The required output is the line containing "pub mod reducer;" followed by every later line through the end of the data, all reproduced exactly.

INFORMATION GIVEN —
== == ==

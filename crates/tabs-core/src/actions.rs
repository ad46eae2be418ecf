use serde::Deserialize;
use serde::Serialize;

use super::state::TabId;

#[derive(Debug, Clone, Copy, PartialEq, Eq, Serialize, Deserialize)]
#[serde(rename_all = "snake_case")]
pub enum Disposition {
    NewTab,
    NewForegroundTab,
    NewBackgroundTab,
}

impl Disposition {
    pub fn is_foreground(self) -> bool {
        match self {
            Self::NewTab | Self::NewForegroundTab => true,
            Self::NewBackgroundTab => false,
        }
    }

    pub fn label(self) -> &'static str {
        match self {
            Self::NewTab => "new_tab",
            Self::NewForegroundTab => "new_foreground_tab",
            Self::NewBackgroundTab => "new_background_tab",
        }
    }
}

#[derive(Debug, Clone, PartialEq, Eq, Serialize, Deserialize)]
#[serde(tag = "type", rename_all = "snake_case")]
pub enum Operation {
    New {
        disposition: Disposition,
        tab_id: TabId,
        #[serde(default)]
        url: Option<String>,
    },
    Select {
        tab_id: TabId,
    },
    Commit,
    Close {
        #[serde(default)]
        tab_id: Option<TabId>,
        next_tab_id: TabId,
    },
    Recover,
    StateUpdate {
        tab_id: TabId,
        title: Option<String>,
        url: Option<String>,
    },
    Load {
        tab_id: TabId,
        url: String,
    },
}

impl Operation {
    pub fn label(&self) -> &'static str {
        match self {
            Self::New { .. } => "new",
            Self::Select { .. } => "select",
            Self::Commit => "commit",
            Self::Close { .. } => "close",
            Self::Recover => "recover",
            Self::StateUpdate { .. } => "state_update",
            Self::Load { .. } => "load",
        }
    }

    pub fn tab_id(&self) -> Option<&TabId> {
        match self {
            Self::New { tab_id, .. }
            | Self::Select { tab_id }
            | Self::StateUpdate { tab_id, .. }
            | Self::Load { tab_id, .. } => Some(tab_id),
            Self::Close { tab_id, .. } => tab_id.as_ref(),
            Self::Commit | Self::Recover => None,
        }
    }
}

// Already-normalized user intents, as produced by the tab strip, the
// address box and keyboard shortcuts.
#[derive(Debug, Clone, PartialEq, Eq, Serialize, Deserialize)]
#[serde(tag = "intent", content = "arg", rename_all = "snake_case")]
pub enum TabIntent {
    NewTab,
    Commit,
    Close(Option<TabId>),
    Back,
    Forward,
    Reload,
    Recover,
    Select(TabId),
    SelectAndCommit(TabId),
    SelectNext,
    SelectPrev,
    Load(String),
}
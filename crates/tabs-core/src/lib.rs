pub mod actions;
pub mod config;
pub mod persistence;
pub mod reducer;
pub mod state;

pub use actions::*;
pub use persistence::*;
pub use reducer::*;
pub use state::*;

== == ==

PROBLEM SOLUTION —
pub mod reducer;
pub mod state;

pub use actions::*;
pub use persistence::*;
pub use reducer::*;
pub use state::*;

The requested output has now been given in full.